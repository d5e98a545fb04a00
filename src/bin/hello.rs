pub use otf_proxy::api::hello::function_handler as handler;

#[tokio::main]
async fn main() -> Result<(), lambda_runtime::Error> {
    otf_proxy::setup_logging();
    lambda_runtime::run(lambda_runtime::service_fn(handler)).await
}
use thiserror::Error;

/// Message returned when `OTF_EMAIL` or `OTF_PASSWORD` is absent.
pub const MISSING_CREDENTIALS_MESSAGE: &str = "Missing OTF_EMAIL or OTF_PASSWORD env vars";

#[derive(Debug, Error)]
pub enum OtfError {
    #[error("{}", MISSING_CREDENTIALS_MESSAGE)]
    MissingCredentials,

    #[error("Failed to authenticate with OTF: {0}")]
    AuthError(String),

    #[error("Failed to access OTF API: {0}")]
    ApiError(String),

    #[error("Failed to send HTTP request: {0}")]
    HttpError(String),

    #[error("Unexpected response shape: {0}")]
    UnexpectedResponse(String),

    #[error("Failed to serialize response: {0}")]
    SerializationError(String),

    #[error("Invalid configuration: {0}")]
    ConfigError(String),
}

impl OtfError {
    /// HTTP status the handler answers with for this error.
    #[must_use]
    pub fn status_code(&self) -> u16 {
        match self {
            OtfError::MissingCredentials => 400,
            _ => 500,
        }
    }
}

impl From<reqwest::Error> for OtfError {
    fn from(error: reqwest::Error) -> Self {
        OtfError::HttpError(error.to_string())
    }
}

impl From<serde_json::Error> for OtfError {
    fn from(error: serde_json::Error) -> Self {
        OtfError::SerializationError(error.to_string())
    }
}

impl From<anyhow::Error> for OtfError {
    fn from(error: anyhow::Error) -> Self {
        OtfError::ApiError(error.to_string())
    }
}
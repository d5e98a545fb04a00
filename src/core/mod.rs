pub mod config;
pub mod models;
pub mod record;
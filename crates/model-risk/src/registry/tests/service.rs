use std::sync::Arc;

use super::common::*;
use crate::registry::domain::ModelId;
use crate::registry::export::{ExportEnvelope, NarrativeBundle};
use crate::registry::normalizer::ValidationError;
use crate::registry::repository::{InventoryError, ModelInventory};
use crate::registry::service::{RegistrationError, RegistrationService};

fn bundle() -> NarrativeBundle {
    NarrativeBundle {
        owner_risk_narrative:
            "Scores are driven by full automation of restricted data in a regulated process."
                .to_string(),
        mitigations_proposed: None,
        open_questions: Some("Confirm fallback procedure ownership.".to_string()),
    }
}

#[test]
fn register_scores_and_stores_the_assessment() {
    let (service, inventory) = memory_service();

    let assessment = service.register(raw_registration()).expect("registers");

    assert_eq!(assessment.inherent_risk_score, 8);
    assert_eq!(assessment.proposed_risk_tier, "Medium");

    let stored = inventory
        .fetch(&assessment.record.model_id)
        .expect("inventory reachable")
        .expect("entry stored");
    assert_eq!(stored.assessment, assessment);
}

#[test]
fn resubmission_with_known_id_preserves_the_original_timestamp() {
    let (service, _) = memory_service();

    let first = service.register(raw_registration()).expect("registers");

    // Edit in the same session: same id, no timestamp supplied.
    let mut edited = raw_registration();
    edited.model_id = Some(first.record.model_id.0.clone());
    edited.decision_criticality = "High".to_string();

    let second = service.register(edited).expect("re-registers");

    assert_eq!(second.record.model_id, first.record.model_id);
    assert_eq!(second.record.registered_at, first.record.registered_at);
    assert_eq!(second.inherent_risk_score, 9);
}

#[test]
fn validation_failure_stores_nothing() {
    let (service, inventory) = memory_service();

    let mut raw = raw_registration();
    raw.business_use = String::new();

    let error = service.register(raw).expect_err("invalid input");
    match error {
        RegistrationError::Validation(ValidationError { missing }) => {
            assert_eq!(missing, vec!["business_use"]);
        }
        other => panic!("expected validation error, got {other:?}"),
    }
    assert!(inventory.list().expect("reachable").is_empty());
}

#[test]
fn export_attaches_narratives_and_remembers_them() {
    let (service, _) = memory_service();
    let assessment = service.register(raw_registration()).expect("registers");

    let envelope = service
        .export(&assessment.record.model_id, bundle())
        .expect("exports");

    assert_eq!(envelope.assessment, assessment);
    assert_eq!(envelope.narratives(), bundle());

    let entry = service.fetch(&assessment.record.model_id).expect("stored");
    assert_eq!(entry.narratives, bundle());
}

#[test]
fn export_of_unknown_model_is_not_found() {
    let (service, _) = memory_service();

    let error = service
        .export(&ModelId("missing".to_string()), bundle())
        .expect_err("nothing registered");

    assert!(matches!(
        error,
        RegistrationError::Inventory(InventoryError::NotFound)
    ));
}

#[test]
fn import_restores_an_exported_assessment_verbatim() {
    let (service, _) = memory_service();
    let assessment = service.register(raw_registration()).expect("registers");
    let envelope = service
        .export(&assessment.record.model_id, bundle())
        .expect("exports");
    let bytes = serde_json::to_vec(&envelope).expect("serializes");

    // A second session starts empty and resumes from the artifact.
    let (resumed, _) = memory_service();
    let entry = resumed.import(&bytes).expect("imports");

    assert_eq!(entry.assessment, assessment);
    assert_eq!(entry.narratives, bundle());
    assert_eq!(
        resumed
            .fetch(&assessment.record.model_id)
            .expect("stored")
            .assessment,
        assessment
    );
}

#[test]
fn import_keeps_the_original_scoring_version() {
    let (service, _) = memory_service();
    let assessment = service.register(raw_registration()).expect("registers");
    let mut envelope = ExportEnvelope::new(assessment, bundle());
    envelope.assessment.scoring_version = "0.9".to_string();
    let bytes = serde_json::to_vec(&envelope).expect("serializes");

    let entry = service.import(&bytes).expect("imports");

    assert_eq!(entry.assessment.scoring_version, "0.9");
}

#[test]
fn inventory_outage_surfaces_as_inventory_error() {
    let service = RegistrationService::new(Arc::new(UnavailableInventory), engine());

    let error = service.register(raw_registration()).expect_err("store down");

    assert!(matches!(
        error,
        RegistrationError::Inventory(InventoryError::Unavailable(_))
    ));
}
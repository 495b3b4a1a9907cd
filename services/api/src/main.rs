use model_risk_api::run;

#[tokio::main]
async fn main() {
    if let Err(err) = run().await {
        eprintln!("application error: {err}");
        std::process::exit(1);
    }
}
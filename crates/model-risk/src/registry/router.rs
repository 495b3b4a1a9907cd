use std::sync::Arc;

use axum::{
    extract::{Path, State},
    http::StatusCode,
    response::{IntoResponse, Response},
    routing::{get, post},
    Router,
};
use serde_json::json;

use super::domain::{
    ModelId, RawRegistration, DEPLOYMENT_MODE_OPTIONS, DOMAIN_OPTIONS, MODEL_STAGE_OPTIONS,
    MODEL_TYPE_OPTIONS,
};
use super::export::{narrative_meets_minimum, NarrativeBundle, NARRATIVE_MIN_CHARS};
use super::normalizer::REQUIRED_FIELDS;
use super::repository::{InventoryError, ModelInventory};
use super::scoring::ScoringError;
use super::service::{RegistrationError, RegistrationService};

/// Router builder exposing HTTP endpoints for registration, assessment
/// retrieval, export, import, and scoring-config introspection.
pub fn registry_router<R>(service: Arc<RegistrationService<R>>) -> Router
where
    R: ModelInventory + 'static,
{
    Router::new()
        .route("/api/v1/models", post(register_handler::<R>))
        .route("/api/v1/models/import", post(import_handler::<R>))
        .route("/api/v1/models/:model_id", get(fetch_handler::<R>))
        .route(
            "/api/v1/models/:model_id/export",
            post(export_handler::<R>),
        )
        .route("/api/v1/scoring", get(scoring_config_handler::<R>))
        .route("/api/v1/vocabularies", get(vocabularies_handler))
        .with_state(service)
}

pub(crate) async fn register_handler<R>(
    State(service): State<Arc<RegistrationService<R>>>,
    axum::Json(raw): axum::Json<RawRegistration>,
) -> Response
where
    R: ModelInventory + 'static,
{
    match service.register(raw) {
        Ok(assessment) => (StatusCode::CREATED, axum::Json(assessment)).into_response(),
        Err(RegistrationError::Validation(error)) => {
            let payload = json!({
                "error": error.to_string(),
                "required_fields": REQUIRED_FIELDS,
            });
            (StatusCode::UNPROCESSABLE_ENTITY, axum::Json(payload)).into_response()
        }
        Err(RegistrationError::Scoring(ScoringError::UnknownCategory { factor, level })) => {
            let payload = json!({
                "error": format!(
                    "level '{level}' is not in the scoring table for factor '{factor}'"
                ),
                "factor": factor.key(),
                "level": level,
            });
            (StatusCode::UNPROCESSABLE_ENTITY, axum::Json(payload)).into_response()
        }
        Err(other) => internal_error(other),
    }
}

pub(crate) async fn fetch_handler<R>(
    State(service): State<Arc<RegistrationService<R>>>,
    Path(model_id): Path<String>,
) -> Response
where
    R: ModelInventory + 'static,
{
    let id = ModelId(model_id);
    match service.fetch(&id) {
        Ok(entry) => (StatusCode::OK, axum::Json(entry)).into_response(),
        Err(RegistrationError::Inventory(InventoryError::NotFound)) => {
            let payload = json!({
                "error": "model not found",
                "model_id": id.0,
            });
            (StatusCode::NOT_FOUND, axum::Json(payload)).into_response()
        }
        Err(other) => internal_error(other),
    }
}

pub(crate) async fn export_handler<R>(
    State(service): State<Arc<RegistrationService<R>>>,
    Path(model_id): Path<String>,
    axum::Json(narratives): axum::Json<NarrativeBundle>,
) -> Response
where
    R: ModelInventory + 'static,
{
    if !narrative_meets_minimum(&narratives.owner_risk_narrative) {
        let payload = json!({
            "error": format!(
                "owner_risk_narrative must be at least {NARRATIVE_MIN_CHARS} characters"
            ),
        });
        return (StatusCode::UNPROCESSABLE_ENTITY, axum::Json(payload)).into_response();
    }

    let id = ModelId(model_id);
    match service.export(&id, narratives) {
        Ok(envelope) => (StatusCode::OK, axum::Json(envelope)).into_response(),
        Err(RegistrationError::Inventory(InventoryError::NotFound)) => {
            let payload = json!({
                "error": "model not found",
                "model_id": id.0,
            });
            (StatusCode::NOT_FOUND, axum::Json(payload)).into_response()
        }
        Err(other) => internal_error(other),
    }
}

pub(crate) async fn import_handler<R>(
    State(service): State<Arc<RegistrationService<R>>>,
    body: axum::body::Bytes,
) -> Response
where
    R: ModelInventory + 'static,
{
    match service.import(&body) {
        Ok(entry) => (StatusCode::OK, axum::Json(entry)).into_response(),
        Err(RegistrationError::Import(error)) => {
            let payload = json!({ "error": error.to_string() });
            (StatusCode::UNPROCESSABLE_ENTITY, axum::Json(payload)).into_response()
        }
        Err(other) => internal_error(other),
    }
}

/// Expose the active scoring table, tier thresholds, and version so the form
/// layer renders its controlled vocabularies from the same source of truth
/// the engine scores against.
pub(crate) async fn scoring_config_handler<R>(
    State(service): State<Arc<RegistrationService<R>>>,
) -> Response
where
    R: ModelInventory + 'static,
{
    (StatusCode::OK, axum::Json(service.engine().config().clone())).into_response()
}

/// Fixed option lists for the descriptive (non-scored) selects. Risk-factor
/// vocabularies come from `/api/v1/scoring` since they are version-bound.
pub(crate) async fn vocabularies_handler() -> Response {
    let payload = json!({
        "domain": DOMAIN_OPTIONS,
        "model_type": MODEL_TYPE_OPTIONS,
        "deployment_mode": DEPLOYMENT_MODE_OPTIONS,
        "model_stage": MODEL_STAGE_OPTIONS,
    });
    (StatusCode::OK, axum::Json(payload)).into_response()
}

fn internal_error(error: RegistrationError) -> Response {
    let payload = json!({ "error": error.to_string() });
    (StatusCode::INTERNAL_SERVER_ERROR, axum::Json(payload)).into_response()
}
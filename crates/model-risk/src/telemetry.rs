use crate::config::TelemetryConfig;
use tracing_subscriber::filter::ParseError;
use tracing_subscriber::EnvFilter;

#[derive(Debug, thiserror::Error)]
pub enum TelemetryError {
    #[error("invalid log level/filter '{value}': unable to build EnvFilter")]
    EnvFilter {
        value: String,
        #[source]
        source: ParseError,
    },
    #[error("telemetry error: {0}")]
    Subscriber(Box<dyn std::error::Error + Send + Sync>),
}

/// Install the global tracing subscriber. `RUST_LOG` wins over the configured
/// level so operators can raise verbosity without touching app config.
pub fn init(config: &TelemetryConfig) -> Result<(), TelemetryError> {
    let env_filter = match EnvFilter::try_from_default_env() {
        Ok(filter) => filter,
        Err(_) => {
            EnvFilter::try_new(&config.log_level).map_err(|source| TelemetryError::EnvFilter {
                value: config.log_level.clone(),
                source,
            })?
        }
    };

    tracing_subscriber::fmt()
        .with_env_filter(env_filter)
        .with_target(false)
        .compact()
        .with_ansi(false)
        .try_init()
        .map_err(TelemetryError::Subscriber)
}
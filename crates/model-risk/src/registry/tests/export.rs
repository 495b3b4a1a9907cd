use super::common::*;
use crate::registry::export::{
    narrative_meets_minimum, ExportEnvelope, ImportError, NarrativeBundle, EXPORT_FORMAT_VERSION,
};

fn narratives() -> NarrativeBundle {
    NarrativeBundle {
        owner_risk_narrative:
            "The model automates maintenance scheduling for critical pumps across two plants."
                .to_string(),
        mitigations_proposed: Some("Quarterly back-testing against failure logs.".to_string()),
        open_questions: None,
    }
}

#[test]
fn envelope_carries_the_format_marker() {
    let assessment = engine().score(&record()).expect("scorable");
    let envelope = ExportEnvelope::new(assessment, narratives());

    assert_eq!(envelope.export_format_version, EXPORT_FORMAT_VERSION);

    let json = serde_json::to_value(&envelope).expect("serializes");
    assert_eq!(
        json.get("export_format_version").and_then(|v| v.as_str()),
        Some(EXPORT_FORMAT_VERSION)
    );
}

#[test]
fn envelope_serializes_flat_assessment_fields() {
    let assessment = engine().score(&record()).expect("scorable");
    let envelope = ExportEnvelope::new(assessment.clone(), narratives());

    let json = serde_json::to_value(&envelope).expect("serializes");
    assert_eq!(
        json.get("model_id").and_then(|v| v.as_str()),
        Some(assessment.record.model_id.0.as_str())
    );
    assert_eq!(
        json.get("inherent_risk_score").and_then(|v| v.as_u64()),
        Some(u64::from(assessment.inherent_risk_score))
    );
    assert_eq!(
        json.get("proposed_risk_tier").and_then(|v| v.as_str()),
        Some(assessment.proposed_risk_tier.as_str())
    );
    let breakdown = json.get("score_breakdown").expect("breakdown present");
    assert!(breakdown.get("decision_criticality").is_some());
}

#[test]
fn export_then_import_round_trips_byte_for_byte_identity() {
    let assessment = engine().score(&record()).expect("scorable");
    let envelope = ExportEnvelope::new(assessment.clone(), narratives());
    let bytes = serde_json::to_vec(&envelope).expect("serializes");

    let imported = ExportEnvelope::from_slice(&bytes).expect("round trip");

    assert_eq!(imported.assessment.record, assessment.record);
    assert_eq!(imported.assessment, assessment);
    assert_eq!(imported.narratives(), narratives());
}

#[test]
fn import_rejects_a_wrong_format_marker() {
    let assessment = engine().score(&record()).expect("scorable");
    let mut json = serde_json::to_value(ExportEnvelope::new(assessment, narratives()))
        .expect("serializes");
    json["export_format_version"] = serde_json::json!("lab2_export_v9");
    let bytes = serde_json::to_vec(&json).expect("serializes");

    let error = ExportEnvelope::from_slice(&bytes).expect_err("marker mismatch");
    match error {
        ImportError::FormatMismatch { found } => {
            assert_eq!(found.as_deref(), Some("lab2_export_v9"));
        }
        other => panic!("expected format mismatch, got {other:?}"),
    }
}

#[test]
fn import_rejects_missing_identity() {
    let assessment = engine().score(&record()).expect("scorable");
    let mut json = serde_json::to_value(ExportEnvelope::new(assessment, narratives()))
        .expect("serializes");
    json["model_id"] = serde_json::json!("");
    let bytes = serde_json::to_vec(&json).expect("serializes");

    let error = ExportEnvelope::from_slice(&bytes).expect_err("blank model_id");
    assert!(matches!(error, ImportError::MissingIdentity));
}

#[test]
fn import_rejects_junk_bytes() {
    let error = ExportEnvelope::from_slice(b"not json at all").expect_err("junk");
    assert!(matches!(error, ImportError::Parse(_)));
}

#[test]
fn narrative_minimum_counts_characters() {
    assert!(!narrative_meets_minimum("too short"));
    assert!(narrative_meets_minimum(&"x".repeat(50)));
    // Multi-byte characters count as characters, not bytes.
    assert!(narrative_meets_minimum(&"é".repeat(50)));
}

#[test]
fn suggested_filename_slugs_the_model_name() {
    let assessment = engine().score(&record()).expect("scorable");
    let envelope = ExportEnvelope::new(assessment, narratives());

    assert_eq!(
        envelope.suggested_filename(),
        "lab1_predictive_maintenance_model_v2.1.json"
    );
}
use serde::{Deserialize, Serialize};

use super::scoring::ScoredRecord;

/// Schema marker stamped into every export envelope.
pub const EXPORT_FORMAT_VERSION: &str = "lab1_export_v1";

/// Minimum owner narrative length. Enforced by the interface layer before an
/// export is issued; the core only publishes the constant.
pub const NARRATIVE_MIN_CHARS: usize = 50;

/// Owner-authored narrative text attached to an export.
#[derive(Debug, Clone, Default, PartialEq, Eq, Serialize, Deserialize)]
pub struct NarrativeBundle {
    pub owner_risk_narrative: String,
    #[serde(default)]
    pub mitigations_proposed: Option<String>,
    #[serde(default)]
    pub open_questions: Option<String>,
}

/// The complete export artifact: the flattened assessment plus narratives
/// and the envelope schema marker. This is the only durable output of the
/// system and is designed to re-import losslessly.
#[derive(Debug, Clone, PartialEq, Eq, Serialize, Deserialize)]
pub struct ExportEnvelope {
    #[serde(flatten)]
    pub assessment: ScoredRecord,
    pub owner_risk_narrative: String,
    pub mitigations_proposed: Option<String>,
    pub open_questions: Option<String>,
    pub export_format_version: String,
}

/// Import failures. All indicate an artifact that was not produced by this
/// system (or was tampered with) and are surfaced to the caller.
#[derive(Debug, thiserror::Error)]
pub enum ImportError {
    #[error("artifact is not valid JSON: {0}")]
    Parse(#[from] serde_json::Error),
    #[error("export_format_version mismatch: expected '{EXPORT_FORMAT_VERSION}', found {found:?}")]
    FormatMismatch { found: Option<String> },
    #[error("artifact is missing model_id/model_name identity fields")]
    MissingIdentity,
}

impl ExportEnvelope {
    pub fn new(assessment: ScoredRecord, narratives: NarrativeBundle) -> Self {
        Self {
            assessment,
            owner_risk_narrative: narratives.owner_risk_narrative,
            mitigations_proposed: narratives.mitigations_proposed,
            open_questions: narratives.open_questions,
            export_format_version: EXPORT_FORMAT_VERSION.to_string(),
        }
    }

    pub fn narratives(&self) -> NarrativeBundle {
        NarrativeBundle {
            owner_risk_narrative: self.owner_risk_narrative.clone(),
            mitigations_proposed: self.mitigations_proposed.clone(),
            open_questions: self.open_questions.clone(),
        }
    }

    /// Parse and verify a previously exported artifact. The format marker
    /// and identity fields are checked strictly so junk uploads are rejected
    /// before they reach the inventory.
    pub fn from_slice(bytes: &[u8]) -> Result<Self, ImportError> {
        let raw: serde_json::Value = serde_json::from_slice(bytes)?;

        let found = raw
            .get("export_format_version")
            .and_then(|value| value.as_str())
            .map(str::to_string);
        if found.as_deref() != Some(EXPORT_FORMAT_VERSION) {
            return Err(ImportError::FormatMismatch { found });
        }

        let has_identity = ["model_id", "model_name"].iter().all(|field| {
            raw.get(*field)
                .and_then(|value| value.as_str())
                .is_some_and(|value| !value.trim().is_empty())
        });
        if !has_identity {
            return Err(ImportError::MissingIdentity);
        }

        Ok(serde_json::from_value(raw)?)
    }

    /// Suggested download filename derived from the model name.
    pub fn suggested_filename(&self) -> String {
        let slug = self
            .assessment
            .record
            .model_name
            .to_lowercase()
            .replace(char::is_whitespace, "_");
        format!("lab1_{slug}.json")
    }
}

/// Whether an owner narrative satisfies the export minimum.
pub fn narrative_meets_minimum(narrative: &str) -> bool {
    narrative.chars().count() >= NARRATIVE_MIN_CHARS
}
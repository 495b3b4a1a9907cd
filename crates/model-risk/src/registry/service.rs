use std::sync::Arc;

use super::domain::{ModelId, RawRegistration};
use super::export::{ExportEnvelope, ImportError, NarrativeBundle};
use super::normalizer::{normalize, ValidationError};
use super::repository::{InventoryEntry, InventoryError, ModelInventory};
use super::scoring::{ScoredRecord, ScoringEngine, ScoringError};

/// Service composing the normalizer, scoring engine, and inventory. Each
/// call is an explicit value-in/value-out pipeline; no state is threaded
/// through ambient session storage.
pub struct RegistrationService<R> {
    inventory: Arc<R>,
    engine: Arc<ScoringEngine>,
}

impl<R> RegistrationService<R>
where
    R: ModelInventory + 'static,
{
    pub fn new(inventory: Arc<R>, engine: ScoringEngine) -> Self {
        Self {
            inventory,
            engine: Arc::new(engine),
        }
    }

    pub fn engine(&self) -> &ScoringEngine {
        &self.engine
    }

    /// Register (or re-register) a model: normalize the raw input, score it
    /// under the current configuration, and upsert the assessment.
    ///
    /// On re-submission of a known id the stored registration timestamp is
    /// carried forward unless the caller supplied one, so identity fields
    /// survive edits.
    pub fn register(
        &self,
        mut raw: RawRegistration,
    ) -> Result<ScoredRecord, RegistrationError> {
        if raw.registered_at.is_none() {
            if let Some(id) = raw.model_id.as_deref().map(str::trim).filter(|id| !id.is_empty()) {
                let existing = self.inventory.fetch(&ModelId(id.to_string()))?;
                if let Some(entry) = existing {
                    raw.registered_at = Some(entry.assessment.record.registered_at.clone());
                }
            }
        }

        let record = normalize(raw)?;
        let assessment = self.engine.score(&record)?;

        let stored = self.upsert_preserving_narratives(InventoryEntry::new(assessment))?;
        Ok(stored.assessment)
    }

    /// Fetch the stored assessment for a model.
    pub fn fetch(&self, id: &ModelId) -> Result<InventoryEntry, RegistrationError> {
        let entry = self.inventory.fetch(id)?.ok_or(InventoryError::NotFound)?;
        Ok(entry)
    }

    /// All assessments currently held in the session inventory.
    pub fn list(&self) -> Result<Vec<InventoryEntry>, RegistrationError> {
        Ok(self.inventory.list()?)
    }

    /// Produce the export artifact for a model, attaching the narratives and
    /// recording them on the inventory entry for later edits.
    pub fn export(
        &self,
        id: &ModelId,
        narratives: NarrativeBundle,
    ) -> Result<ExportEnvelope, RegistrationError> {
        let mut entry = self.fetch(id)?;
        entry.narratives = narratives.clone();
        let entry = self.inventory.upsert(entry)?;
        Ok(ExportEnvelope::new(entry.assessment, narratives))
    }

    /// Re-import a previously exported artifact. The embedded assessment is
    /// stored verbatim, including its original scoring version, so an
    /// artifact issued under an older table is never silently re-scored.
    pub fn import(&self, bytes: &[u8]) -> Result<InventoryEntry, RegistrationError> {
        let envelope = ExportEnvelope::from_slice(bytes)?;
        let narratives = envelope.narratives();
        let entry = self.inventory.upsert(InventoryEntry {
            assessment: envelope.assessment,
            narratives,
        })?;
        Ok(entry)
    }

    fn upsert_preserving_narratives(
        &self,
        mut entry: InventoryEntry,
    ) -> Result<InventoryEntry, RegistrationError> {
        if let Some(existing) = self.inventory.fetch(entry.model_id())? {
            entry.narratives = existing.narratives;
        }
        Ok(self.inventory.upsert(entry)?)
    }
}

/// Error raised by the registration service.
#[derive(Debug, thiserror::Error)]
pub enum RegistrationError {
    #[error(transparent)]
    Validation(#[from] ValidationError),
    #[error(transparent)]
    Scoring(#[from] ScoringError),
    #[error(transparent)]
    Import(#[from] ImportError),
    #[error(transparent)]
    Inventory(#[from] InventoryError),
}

• **Task directions**: Look through the data above. Copy every line with the string "TelemetryError" in it.

• **Exercise output**:
pub enum TelemetryError {
pub fn init(config: &TelemetryConfig) -> Result<(), TelemetryError> {
            EnvFilter::try_new(&config.log_level).map_err(|source| TelemetryError::EnvFilter {
        .map_err(TelemetryError::Subscriber)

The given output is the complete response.